Sunday, December 16, 2007

Wesley Snipes Retains Linda Moreno

Snipes adds Al-Arian attorney

Linda Moreno has had success in high-profile cases.

By KEVIN GRAHAM, Times Staff Writer
Published December 5, 2007


photo

[Ken Helle | Times (2006)]

Linda Moreno has joined actor Wesley Snipes' defense. Moreno also served as Sami Al-Arian's defense lawyer.


TAMPA - Linda Moreno, the lawyer who represented Sami Al-Arian at his terrorism-related trial, has joined the defense team for actor Wesley Snipes.

She announced her involvement in federal court records Monday, the same day another Snipes' attorney cited more than 1.6-million pages of recently received documents in a request to delay his January tax evasion trial in Ocala.

Moreno declined Tuesday to discuss the case, deferring questions to Snipes' lead attorneys, who did not return a call for comment.

She has had success in a couple of high-profile cases.

At Al-Arian's 2005 trial, jurors acquitted him or deadlocked on all charges of conspiracy to support terrorism. He later pleaded guilty to helping associates of a terrorist group with nonviolent activities and received a 57-month sentence.

This year, Moreno took on another terrorism trial by representing Ghassan Elashi, former chairman of the board for Holy Land Foundation.

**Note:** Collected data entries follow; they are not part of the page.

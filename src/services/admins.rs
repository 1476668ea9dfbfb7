use argon2::{
    Argon2,
    password_hash::{PasswordHash, PasswordHasher, PasswordVerifier, SaltString, rand_core::OsRng},
};
use secrecy::ExposeSecret;
use uuid::Uuid;

use crate::DbConn;
use crate::{
    config::{JwtConfig, SeedAdminConfig},
    error::{Error, Result},
    models::admins::{
        Admin, AdminIdentity, AdminProfile, AdminRole, LoginAdmin, LoginResult, NewAdmin,
        SEED_ADMIN_NAME,
    },
    queries::admins,
    services::jwt::generate_jwt,
    validation::{FieldErrors, normalize_email, optional_string, validate_email, validate_password},
};

const INVALID_CREDENTIALS: &str = "Identifiants invalides";

/// Hashes a password with Argon2 on the blocking thread pool.
pub async fn hash_password(password: String) -> Result<String> {
    tokio::task::spawn_blocking(move || {
        let salt = SaltString::generate(&mut OsRng);
        Argon2::default()
            .hash_password(password.as_bytes(), &salt)
            .map(|hash| hash.to_string())
            .map_err(|e| Error::Internal(format!("Failed to hash password: {}", e)))
    })
    .await
    .map_err(|e| Error::Internal(format!("Password hashing task failed: {}", e)))?
}

/// Verifies a password against a password hash
pub fn verify_password(password: &str, hash: &str) -> Result<bool> {
    let parsed_hash = PasswordHash::new(hash)
        .map_err(|e| Error::Internal(format!("Invalid password hash: {}", e)))?;

    let argon2 = Argon2::default();

    match argon2.verify_password(password.as_bytes(), &parsed_hash) {
        Ok(()) => Ok(true),
        Err(argon2::password_hash::Error::Password) => Ok(false),
        Err(e) => Err(Error::Internal(format!(
            "Password verification failed: {}",
            e
        ))),
    }
}

async fn verify_password_blocking(password: String, hash: String) -> Result<bool> {
    tokio::task::spawn_blocking(move || verify_password(&password, &hash))
        .await
        .map_err(|e| Error::Internal(format!("Password verification task failed: {}", e)))?
}

/// Authenticates an administrator and issues a bearer token.
///
/// Unknown emails and wrong passwords produce the same error.
pub async fn login(conn: &mut DbConn, login: LoginAdmin, jwt: &JwtConfig) -> Result<LoginResult> {
    let mut errors = FieldErrors::new();
    let email = optional_string(login.email.as_deref());
    let password = login.password.filter(|p| !p.is_empty());
    if email.is_none() {
        errors.add("email", "Email et mot de passe requis");
    }
    if password.is_none() {
        errors.add("password", "Email et mot de passe requis");
    }
    errors.finish()?;

    let (Some(email), Some(password)) = (email, password) else {
        return Err(Error::validation("email", "Email et mot de passe requis"));
    };

    let admin = admins::get_admin_by_email(conn, &normalize_email(&email))
        .await?
        .ok_or_else(|| Error::Authentication(INVALID_CREDENTIALS.to_string()))?;

    if !verify_password_blocking(password, admin.password_hash.clone()).await? {
        return Err(Error::Authentication(INVALID_CREDENTIALS.to_string()));
    }

    let admin = admins::touch_last_login(conn, admin.id).await?;

    let issued = generate_jwt(
        admin.id,
        &admin.email,
        admin.role,
        jwt.secret.expose_secret(),
        jwt.expiration_days,
    )?;

    Ok(LoginResult {
        token: issued.token,
        expires_at: issued.expires_at,
        admin: AdminIdentity::from(&admin),
    })
}

/// Profile of the calling administrator.
pub async fn get_profile(conn: &mut DbConn, admin_id: Uuid) -> Result<AdminProfile> {
    let admin = admins::get_admin_by_id(conn, admin_id)
        .await?
        .ok_or_else(|| Error::NotFound("Administrateur non trouvé".to_string()))?;

    Ok(admin.into())
}

/// Identity of the calling administrator, for token verification.
pub async fn verify_identity(conn: &mut DbConn, admin_id: Uuid) -> Result<AdminIdentity> {
    let admin = admins::get_admin_by_id(conn, admin_id)
        .await?
        .ok_or_else(|| Error::NotFound("Administrateur non trouvé".to_string()))?;

    Ok(AdminIdentity::from(&admin))
}

/// Outcome of the startup seed.
#[derive(Debug, Clone, Copy, PartialEq, Eq)]
pub enum SeedOutcome {
    Created,
    /// An existing administrator was raised to `superadmin`.
    Promoted,
    PasswordReset,
    Unchanged,
}

/// Ensures the configured administrator exists as `superadmin`.
///
/// An existing administrator with a lower role is promoted, and keeps its
/// password unless `force_password_reset` is set. The returned row reflects
/// every change made.
pub async fn ensure_seed_admin(conn: &mut DbConn, seed: &SeedAdminConfig) -> Result<(Admin, SeedOutcome)> {
    validate_email(&seed.email)?;
    validate_password(seed.password.expose_secret())?;
    let email = normalize_email(&seed.email);

    if let Some(mut admin) = admins::get_admin_by_email(conn, &email).await? {
        let mut outcome = SeedOutcome::Unchanged;

        if admin.role != AdminRole::Superadmin {
            admin = admins::update_admin_role(conn, admin.id, AdminRole::Superadmin).await?;
            outcome = SeedOutcome::Promoted;
        }

        if seed.force_password_reset {
            let password_hash = hash_password(seed.password.expose_secret().to_string()).await?;
            admin = admins::update_admin_password(conn, admin.id, &password_hash).await?;
            outcome = SeedOutcome::PasswordReset;
        }

        return Ok((admin, outcome));
    }

    let password_hash = hash_password(seed.password.expose_secret().to_string()).await?;
    let admin = admins::create_admin(
        conn,
        NewAdmin {
            email,
            password_hash,
            name: SEED_ADMIN_NAME.to_string(),
            role: AdminRole::Superadmin,
        },
    )
    .await?;

    Ok((admin, SeedOutcome::Created))
}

In what was called the biggest terrorism-financing trial since the Sept. 11 attacks, prosecutors accused him of funneling $12-million to Palestinian groups in the West Bank and Gaza Strip that they said were fronts for the terrorist group Hamas.

A Dallas federal judge declared a mistrial in October after jurors failed to reach a verdict.

In seeking to delay Snipes' trial, defense attorney Robert E. Barnes said in his motion that defense attorneys recently received more than 1.6-million pages of records. One of the two co-defendants never received the documents, Barnes said.

Barnes said Snipes' former legal team, which Snipes fired, never gave the records to his new attorneys. In court papers he also said that federal prosecutors were uncooperative in reproducing the documents.

Snipes' trial is set to begin Jan. 7. His attorneys want it delayed until at least April 21.

The Blade and White Men Can't Jump star surrendered to federal authorities in December on charges that he defrauded the Internal Revenue Service of more than $11-million in taxes.

A federal judge has set a hearing in Ocala on Dec. 11 for lawyers on both sides to discuss any pending pretrial motions.